Während französische Hiphoper den Breakdance mit der Ästhetik anderer Tanzstile verbinden und in eine Geschichte verpacken, gibt sich Lakka, mit einen Master of Art (MA) in Soziologie, wissenschaftlich: „Ist der Körper das Medium des Tanzes?“ fragt er im Stücktitel. Will wissen, welche Möglichkeiten sich dem Tanz im Informationszeitalter bieten, ob der Körper nur noch technisches Hilfsmittel wie ein Computer sei. Den intellektuellen Anspruch kann man, angesichts der 50 unterhaltsamen Minuten getrost beiseite lassen. Lakka setzt auf Entschleunigung: Lockere Laufschritte, Dehnübungen samt verschobener Körperstatik, hin und wieder ein Schluck Wasser aus der Flasche ¬ Alltagsgesten gehen nahtlos über in virtuose Körpertechnik. En passant ein paar Körperwellen, Kopfstände, meditativ wie Hatha-Yoga, die Millimeter für Millimeter in die Asymmetrie rutschen. Szenenapplaus gibt es für Soli, Duos und Trios, mal unterlegt von Radiorauschen, mal mit einem Tango. Neben dem Turbo-Tempo filtert Lakka auch Konkurrenzdenken aus dem Battle, um andererseits ein paar Spielzeugpanzer ins Rennen zu schicken, die, an den Grenzen eines Geheges aus Socken und Schuhen, Purzelbäume schlagen.

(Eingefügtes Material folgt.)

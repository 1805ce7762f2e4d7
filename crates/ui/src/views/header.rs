use dioxus::prelude::*;
use reflex_core::model::Theme;

#[component]
pub fn Header(theme: Theme, on_toggle_theme: EventHandler<()>) -> Element {
    let (icon, label) = match theme {
        Theme::Light => ("🌙", "Switch to dark mode"),
        Theme::Dark => ("☀️", "Switch to light mode"),
    };

    rsx! {
        header { class: "app-header",
            div { class: "app-header__brand",
                div { class: "app-header__logo", "🔊" }
                div {
                    h1 { class: "app-header__title", "Reflex Practice" }
                    p { class: "app-header__subtitle", "Reading English Numbers" }
                }
            }
            button {
                class: "app-header__theme",
                id: "theme-toggle",
                r#type: "button",
                title: "{label}",
                onclick: move |_| on_toggle_theme.call(()),
                span { aria_hidden: "true", "{icon}" }
                span { class: "sr-only", "{label}" }
            }
        }
    }
}
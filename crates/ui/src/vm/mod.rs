mod format;
mod session_vm;
mod summary_vm;
mod tier_vm;

pub use format::{format_elapsed, format_thousands};
pub use session_vm::{ExerciseVm, FeedbackVm, ScoreTone, Shortcut, shortcut_for};
pub use summary_vm::{SummaryVm, map_summary};
pub use tier_vm::{TierCardVm, tier_cards};
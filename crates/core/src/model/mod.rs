mod session;
mod summary;
mod theme;
mod tier;

pub use session::{ROUND_SECONDS, ROUNDS_PER_SESSION, SessionPhase, SessionState, Verdict};
pub use summary::{ScoreBand, SessionSummary, SessionSummaryError, percentage};
pub use theme::{THEME_STORAGE_KEY, Theme, ThemeError};
pub use tier::{DifficultyTier, TierError, TierRange};
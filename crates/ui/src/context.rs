use std::sync::{
    Arc,
    atomic::{AtomicBool, Ordering},
};

use reflex_core::model::DifficultyTier;
use services::{SessionLauncher, ThemeService};

pub trait UiApp: Send + Sync {
    fn themes(&self) -> Arc<ThemeService>;
    fn sessions(&self) -> SessionLauncher;

    /// Tier to open straight into, skipping the selector on first render.
    fn initial_tier(&self) -> Option<DifficultyTier> {
        None
    }
}

#[derive(Clone)]
pub struct AppContext {
    themes: Arc<ThemeService>,
    sessions: SessionLauncher,
    initial_tier: Option<DifficultyTier>,
    initial_tier_pending: Arc<AtomicBool>,
}

impl AppContext {
    #[must_use]
    pub fn new(app: &Arc<dyn UiApp>) -> Self {
        let initial_tier = app.initial_tier();
        Self {
            themes: app.themes(),
            sessions: app.sessions(),
            initial_tier,
            initial_tier_pending: Arc::new(AtomicBool::new(initial_tier.is_some())),
        }
    }

    #[must_use]
    pub fn themes(&self) -> Arc<ThemeService> {
        Arc::clone(&self.themes)
    }

    #[must_use]
    pub fn sessions(&self) -> SessionLauncher {
        self.sessions.clone()
    }

    /// The configured tier, handed out once. Returning home never re-enters it.
    #[must_use]
    pub fn take_initial_tier(&self) -> Option<DifficultyTier> {
        if self.initial_tier_pending.swap(false, Ordering::AcqRel) {
            self.initial_tier
        } else {
            None
        }
    }
}

// Provided by the composition root (`crates/app`) or the view test harness.

/// Build an `AppContext` from a UI-facing app implementation.
#[must_use]
pub fn build_app_context(app: &Arc<dyn UiApp>) -> AppContext {
    AppContext::new(app)
}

Die Arena als Raumform sitzt das Publikum, beobachtete Beobachter, rundum. Die drei Akteure spannen Schnüren über die Spielfläche, die vom Publikum gehalten, einen Hindernis-Parcours ergeben, der zum Kriechen, Übertreten und Springen reizt. Lustiges Party-Macramé, das eventuell als Metapher fürs Vernetzen gedeutet werden könnte. Ultimativer Denkanstoß ist (wie häufig in zeitgenössisch hippen Tanzpräsentationen) der Goldfisch in der Glaskugel, der schlussendlich auf die Bühne getragen wird. Was will uns der Künstler damit sagen? Fragen Sie doch den Goldfisch.